We set off again at sunrise and soon arrived at a mud hole in the hillside. There, an industry was born that involved pushing and pulling cars up and down hills. Diesel smoke was being spewed out and a lot of screaming was heard. I named the place Mordor after Tolkien's Hellscape.
As I scrambled up the hill, I thought about how everything that enters Kamitsuga travels this route: construction materials, clothing, rice, wheat, beer. This means that everything needed to respond to an outbreak, including all vaccines, virus samples, and latex gloves, will be delivered this way.

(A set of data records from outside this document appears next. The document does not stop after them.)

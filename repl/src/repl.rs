//! Core REPL state and evaluation.

use std::fs;
use std::io::{self, BufRead, Write};
use std::path::Path;

use numerus_core::{sum, to_roman};
use numerus_parser::parse;

/// REPL state.
pub struct Repl {
    verbose: bool,
}

impl Default for Repl {
    fn default() -> Self {
        Self::new()
    }
}

impl Repl {
    /// Create a new REPL instance.
    pub fn new() -> Self {
        Self { verbose: false }
    }

    /// Set verbose mode. Verbose output echoes each evaluated line.
    pub fn set_verbose(&mut self, verbose: bool) {
        self.verbose = verbose;
    }

    /// Evaluate a single line. Returns the text to print, or `None` for
    /// blank lines and comments.
    pub fn eval(&self, line: &str) -> Result<Option<String>, String> {
        let line = line.trim();
        if line.is_empty() || line.starts_with('#') {
            return Ok(None);
        }

        if let Some((left, right)) = line.split_once('+') {
            return self.eval_sum(left.trim(), right.trim());
        }

        // Decimal input formats; anything else parses as a numeral.
        if let Ok(value) = line.parse::<i32>() {
            let text = to_roman(value).map_err(|e| e.to_string())?;
            return Ok(Some(text));
        }

        let numeral = parse(line).map_err(|e| e.to_string())?;
        Ok(Some(numeral.value().to_string()))
    }

    fn eval_sum(&self, left: &str, right: &str) -> Result<Option<String>, String> {
        let left = parse(left).map_err(|e| e.to_string())?;
        let right = parse(right).map_err(|e| e.to_string())?;
        let total = sum([left, right]);
        let text = total.to_roman().map_err(|e| e.to_string())?;
        Ok(Some(format!("{} ({})", text, total.value())))
    }

    /// Evaluate a whole script, printing each result.
    pub fn run_script(&self, source: &str) -> Result<(), String> {
        for line in source.lines() {
            if self.verbose {
                println!("> {}", line);
            }
            match self.eval(line)? {
                Some(output) => println!("{}", output),
                None => {}
            }
        }
        Ok(())
    }

    /// Evaluate a file of numeral lines.
    pub fn run_file(&self, path: &Path) -> Result<(), String> {
        let source = fs::read_to_string(path).map_err(|e| e.to_string())?;
        self.run_script(&source)
    }

    /// Interactive prompt loop on stdin/stdout.
    pub fn interactive(&self) {
        println!("numerus - numeral calculator (:help for help, :quit to exit)");
        let stdin = io::stdin();
        loop {
            print!("> ");
            let _ = io::stdout().flush();

            let mut line = String::new();
            match stdin.lock().read_line(&mut line) {
                Ok(0) => break,
                Ok(_) => {}
                Err(e) => {
                    eprintln!("Error reading input: {}", e);
                    break;
                }
            }

            let line = line.trim();
            match line {
                ":quit" | ":q" => break,
                ":help" | ":h" => {
                    print_help();
                    continue;
                }
                _ => {}
            }

            match self.eval(line) {
                Ok(Some(output)) => println!("{}", output),
                Ok(None) => {}
                Err(message) => println!("Error: {}", message),
            }
        }
    }
}

fn print_help() {
    println!("Commands:");
    println!("  <numeral>              print its integer value (e.g. MCM -> 1900)");
    println!("  <numeral> + <numeral>  print the canonical sum");
    println!("  <integer>              print its canonical numeral (e.g. 4 -> IV)");
    println!("  :help, :h              show this help");
    println!("  :quit, :q              exit");
}
//! Numeral text to value conversion.

use crate::{
    check_pair_order, check_run_length, check_subtractive_uniqueness, is_subtractive,
    scan_symbols, Digit, ParseResult,
};
use numerus_core::Numeral;

/// Parse numeral text into a [`Numeral`].
///
/// Runs the full four-pass validation, then accumulates right to left: a
/// digit adds when it is at least as large as its right neighbor and
/// subtracts otherwise. Repeated equal digits simply add, so additive forms
/// like "IIII" and "MM" parse even though the formatter never emits them.
pub fn parse(input: &str) -> ParseResult<Numeral> {
    let digits = scan_symbols(input)?;
    check_pair_order(&digits, input)?;
    check_run_length(&digits)?;
    check_subtractive_uniqueness(&digits)?;
    Ok(accumulate(&digits))
}

fn accumulate(digits: &[Digit]) -> Numeral {
    let mut value = 0;
    let mut right_digit = 0;
    for digit in digits.iter().rev() {
        if is_subtractive(digit.value, right_digit) {
            value -= digit.value;
        } else {
            value += digit.value;
        }
        right_digit = digit.value;
    }
    Numeral::new(value)
}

We arrived in Kamitsuga a little before noon. At the one-story brick hospital, I met Dr. Steve Birembo and Fidel Kakemenge, the doctor and nurse who identified the first mpox case at Kamitsuga Reference Hospital a year ago. It was a virus they had never seen before, and the international alert they raised brought epidemiologists and virologists to them. We put on protective equipment and entered the mpox isolation ward to talk to the patients. The youngest was 5 weeks old.
Then we went to something called Maison de Tolerance to talk to sex workers.. Women sat on overturned beer crates and talked about their suffering from the infection. Their children sat wide-eyed in the chaos of the facility. A boy with a fever from what appeared to be malaria was passed from knee to knee. Their vulnerability and the conditions that facilitated the transmission of mpox among women and their clients were clearly on display.
The way out of Kamituga was even more difficult than the way in. We got stuck in the mud in Mordor. At one point, one of my legs sank and the mud reached my waist and a passerby had to pull me up. Caleb, who is well over 6 feet tall, entered with both feet but was stuck until a herd of young children jumped out of the bushes and dug him out in exchange for a few hundred Congolese francs.